• What is being asked
Copy out each line below containing "ListSpec".

Given records section start

//! Built-in rule table.

use pidtag_core::TagType;
use pidtag_core::config_file::{
    ExclusionSpec, ListSpec, MatcherSpec, RulesConfig, ValidationSpec,
};

pub const DEFAULT_MAX_TAG_LEN: usize = 50;
pub const DEFAULT_BORDER_MARGIN: f32 = 0.05;

fn exclusion(name: &str, pattern: &str, near_border: bool) -> ExclusionSpec {
    ExclusionSpec {
        name: name.into(),
        pattern: pattern.into(),
        near_border,
    }
}

pub fn exclusions() -> Vec<ExclusionSpec> {
    vec![
        exclusion("drawing_number", r"^ST\d{4}$", false),
        exclusion("sheet_number", r"^P\d{4}-\d+-\d+$", false),
        exclusion("sheet_number", r"^P\d{4}-\d+$", false),
        exclusion("note_reference", r"^NOTE \d+$", false),
        exclusion("grid_letter", r"^[A-G]$", true),
        exclusion("grid_number", r"^\d{1,2}$", true),
    ]
}

/// Legend and title-block words.
pub fn stoplist() -> Vec<String> {
    [
        "EXISTING",
        "PROPOSED",
        "WATER CANNON",
        "WATER HYDRANT",
        "SHEET NO.",
        "DRAWING STATUS",
        "REVISION",
        "COPYRIGHT",
        "APPROVAL",
        "DRAWN BY",
        "CHECKED BY",
    ]
    .into_iter()
    .map(String::from)
    .collect()
}

fn matcher(name: &str, tag_type: TagType, patterns: &[&str], validation: ValidationSpec) -> MatcherSpec {
    MatcherSpec {
        name: name.into(),
        tag_type: tag_type.as_str().into(),
        patterns: patterns.iter().map(|p| p.to_string()).collect(),
        before: None,
        validation,
    }
}

/// Type matchers in priority order; the first match wins.
pub fn matchers() -> Vec<MatcherSpec> {
    vec![
        matcher(
            "instrument",
            TagType::Instrument,
            &[r"^[A-Z]{2}-[A-Z0-9]{2,4}-[A-Z0-9]{2,4}-\d{4}$"],
            ValidationSpec {
                hyphen_groups: Some(4),
                mostly_uppercase: true,
                ..Default::default()
            },
        ),
        matcher(
            "equipment_prefixed",
            TagType::Equipment,
            &[r"^STORM_P\d{4}(-\d+)?$", r"^ROCK TRAP \d+$"],
            ValidationSpec {
                mostly_uppercase: true,
                ..Default::default()
            },
        ),
        matcher(
            "actuated_valve",
            TagType::ActuatedValve,
            &[r"^(XV|HV|FCV|LCV|PCV|TCV|MOV|AOV|SDV|BDV)-?\d{3,4}$"],
            ValidationSpec {
                require_digit: true,
                mostly_uppercase: true,
                ..Default::default()
            },
        ),
        matcher(
            "equipment",
            TagType::Equipment,
            &[r"^[A-Z]{1,2}\d{1,4}$"],
            ValidationSpec {
                require_digit: true,
                mostly_uppercase: true,
                ..Default::default()
            },
        ),
        matcher(
            "valve",
            TagType::Valve,
            &[r"^VLV\d{4}$"],
            ValidationSpec {
                prefix_then_digits: Some("VLV".into()),
                mostly_uppercase: true,
                ..Default::default()
            },
        ),
        matcher(
            "isa_instrument",
            TagType::Instrument,
            &[r"^[A-Z]{3,4}\d{4}$"],
            ValidationSpec {
                require_digit: true,
                mostly_uppercase: true,
                ..Default::default()
            },
        ),
        matcher(
            "catch_all",
            TagType::Equipment,
            &[r"^[A-Z][A-Z0-9]*([-_][A-Z0-9]+)+$"],
            ValidationSpec {
                require_digit: true,
                max_len: Some(30),
                mostly_uppercase: true,
                ..Default::default()
            },
        ),
    ]
}

/// The full built-in table as a `[rules]` section with every list in
/// replace mode, as written by `init-config`.
pub fn rules_config() -> RulesConfig {
    RulesConfig {
        max_tag_len: Some(DEFAULT_MAX_TAG_LEN),
        border_margin: Some(DEFAULT_BORDER_MARGIN),
        exclusions: Some(ListSpec::replace(exclusions())),
        stoplist: Some(ListSpec::replace(stoplist())),
        matchers: Some(ListSpec::replace(matchers())),
    }
}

Given records section end

• Solution to this exercise
    ExclusionSpec, ListSpec, MatcherSpec, RulesConfig, ValidationSpec,
        exclusions: Some(ListSpec::replace(exclusions())),
        stoplist: Some(ListSpec::replace(stoplist())),
        matchers: Some(ListSpec::replace(matchers())),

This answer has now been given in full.